[Stored data]
▼
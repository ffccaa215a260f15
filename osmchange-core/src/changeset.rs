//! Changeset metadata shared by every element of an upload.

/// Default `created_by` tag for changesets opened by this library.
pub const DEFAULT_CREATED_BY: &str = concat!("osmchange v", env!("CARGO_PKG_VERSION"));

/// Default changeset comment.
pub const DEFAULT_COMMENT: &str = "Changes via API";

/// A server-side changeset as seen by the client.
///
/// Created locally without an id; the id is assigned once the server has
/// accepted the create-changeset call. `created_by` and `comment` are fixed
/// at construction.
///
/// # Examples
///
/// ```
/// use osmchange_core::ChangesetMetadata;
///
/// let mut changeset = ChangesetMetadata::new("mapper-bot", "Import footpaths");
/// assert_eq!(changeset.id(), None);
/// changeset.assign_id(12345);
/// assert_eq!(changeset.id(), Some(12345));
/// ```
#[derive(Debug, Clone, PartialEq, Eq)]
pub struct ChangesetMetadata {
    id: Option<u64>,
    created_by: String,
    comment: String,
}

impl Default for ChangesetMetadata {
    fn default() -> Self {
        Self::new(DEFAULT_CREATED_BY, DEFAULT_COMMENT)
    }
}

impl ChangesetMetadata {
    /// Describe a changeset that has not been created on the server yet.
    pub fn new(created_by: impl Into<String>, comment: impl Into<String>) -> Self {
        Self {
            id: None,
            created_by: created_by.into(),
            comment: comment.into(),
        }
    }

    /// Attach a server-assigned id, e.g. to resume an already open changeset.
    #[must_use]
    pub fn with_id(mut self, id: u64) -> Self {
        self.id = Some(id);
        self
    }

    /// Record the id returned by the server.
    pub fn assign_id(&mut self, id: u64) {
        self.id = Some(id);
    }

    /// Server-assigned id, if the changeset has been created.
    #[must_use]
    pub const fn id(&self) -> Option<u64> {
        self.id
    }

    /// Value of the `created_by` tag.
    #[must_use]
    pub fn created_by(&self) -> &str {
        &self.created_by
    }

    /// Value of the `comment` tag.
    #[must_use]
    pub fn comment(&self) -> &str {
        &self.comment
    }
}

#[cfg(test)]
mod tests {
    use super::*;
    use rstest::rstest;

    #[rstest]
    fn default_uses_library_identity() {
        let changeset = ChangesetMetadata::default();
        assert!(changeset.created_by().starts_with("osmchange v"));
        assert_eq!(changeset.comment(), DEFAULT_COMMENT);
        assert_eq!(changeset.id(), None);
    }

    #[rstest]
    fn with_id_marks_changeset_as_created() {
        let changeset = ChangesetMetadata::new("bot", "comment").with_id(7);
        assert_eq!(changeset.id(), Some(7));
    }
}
▲
Word for word, retype the lines from the one containing "assert_eq!(changeset.comment(), DEFAULT_COMMENT);" through the final line of the data, including both ends and nothing more.

* [ANSWER TO THIS TASK]:
        assert_eq!(changeset.comment(), DEFAULT_COMMENT);
        assert_eq!(changeset.id(), None);
    }

    #[rstest]
    fn with_id_marks_changeset_as_created() {
        let changeset = ChangesetMetadata::new("bot", "comment").with_id(7);
        assert_eq!(changeset.id(), Some(7));
    }
}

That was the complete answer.